Ödenecek yoksulluk nafakası, istemde bulunan tarafın yoksulluğa düşmesini önleyecek ve normal şartlarda onun geçimine yetecek miktarda olmalıdır.
- Yoksulluk Nafakasının Hesaplanması
Hâkim, nafaka miktarını belirlerken çeşitli unsurları göz önünde bulundurur :
● Nafaka alacaklısının ve borçlusunun ekonomik durumları
● Nafaka alacaklısının çalışma kapasitesi
● Boşanmaya sebebiyet veren olaylar
● Tarafların sosyal ve ekonomik hayatları
Hâkim, tarafların mevcut gelirlerini ve yaşam standartlarını değerlendirerek hakkaniyete uygun bir nafaka miktarı belirler.

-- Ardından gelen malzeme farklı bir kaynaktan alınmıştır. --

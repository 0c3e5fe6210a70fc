pub mod catalog;
pub mod entities;
pub mod error;
use crate::domain::entities::schema::DatasetSchema;
use crate::DEFAULT_VISIBLE_COLUMNS;

/// Outcome of a visibility change request.
#[derive(Debug, Clone, Copy, PartialEq, Eq)]
pub enum ProjectionChange {
    /// Would have emptied the projection; nothing changed.
    Rejected,
    /// Stored; no result to redraw yet.
    Stored,
    /// Redrawn from the rows already fetched.
    Reprojected,
    /// The fetched rows lacked a column, so the query ran again.
    Requeried,
}

/// Visible columns of one dataset, kept in schema order and never empty.
#[derive(Debug, Clone, PartialEq, Eq)]
pub struct ColumnProjection {
    visible: Vec<String>,
}

impl ColumnProjection {
    pub fn initial(schema: &DatasetSchema) -> Self {
        Self {
            visible: schema
                .columns
                .iter()
                .take(DEFAULT_VISIBLE_COLUMNS.max(1))
                .map(|column| column.id.to_string())
                .collect(),
        }
    }

    pub fn visible(&self) -> &[String] {
        &self.visible
    }

    pub fn is_visible(&self, column_id: &str) -> bool {
        self.visible.iter().any(|id| id == column_id)
    }

    /// Replaces the projection unless the candidate set is empty once
    /// unknown ids are dropped. Returns whether anything was stored.
    pub fn replace<S: AsRef<str>>(&mut self, schema: &DatasetSchema, candidates: &[S]) -> bool {
        let ordered = schema.in_schema_order(candidates);
        if ordered.is_empty() {
            return false;
        }
        self.visible = ordered;
        true
    }

    /// Candidate set produced by flipping one checkbox.
    pub fn toggled(&self, column_id: &str, checked: bool) -> Vec<String> {
        let mut next: Vec<String> = self
            .visible
            .iter()
            .filter(|id| id.as_str() != column_id)
            .cloned()
            .collect();
        if checked {
            next.push(column_id.to_string());
        }
        next
    }
}
use thiserror::Error;

use crate::usecase::ports::engine::EngineError;

pub type BrowserResult<T> = Result<T, BrowserError>;

#[derive(Debug, Error)]
pub enum BrowserError {
    #[error("dataset not found: {key}")]
    NotFound { key: String },

    #[error("filter `{filter_id}` of dataset `{dataset}` references unknown column `{column}`")]
    SchemaColumnMismatch {
        dataset: String,
        filter_id: String,
        column: String,
    },

    #[error("relation `{relation}` of dataset `{dataset}` has no column `{column}`")]
    MissingRelationColumn {
        dataset: String,
        relation: String,
        column: String,
    },

    #[error("dataset `{key}` is declared more than once")]
    DuplicateDataset { key: String },

    #[error("control id `{id}` is declared more than once")]
    DuplicateControlId { id: String },

    #[error("`{name}` is not a plain SQL identifier")]
    InvalidIdentifier { name: String },

    #[error("no data to export for `{key}`; run a query first")]
    NoData { key: String },

    #[error("csv export failed: {0}")]
    Export(String),

    #[error(transparent)]
    Engine(#[from] EngineError),
}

- Yoksulluk Nafakasının Süresi
Yoksulluk nafakası kural olarak süresizdir. Yoksulluk nafakası boşanma hükmünün kesinleştiği tarihten itibaren geçerli olur. Bu konuda önemli bir sorun da, yoksulluk nafakasının boşanma kararı kesinleştikten sonra istenip istenemeyeceğidir. Başka bir anlatımla acaba yoksulluk nafakası ne zamana kadar istenebilecektir?
Yargıtay, yeni bir kararında “boşanma davasından sonra yoksulluk nafakasının istenemeyeceğinin kabulü, hak arama özgürlüğünün sınırlaması olur ki bu, Anayasaya aykırıdır. Bu itibarla boşanma kararından sonra da yoksulluk nafakası istenebilir” demek suretiyle tartışmalı konuyu açıklığa kavuşturmuştur. Fakat hemen belirtelim ki, boşanma kararından sonra açılacak davanın boşanma hükmünün kesinleşmesini izleyen bir yıl içinde açılması gerekir, aksi hâlde zamanaşımına uğrar (TMK.m.178).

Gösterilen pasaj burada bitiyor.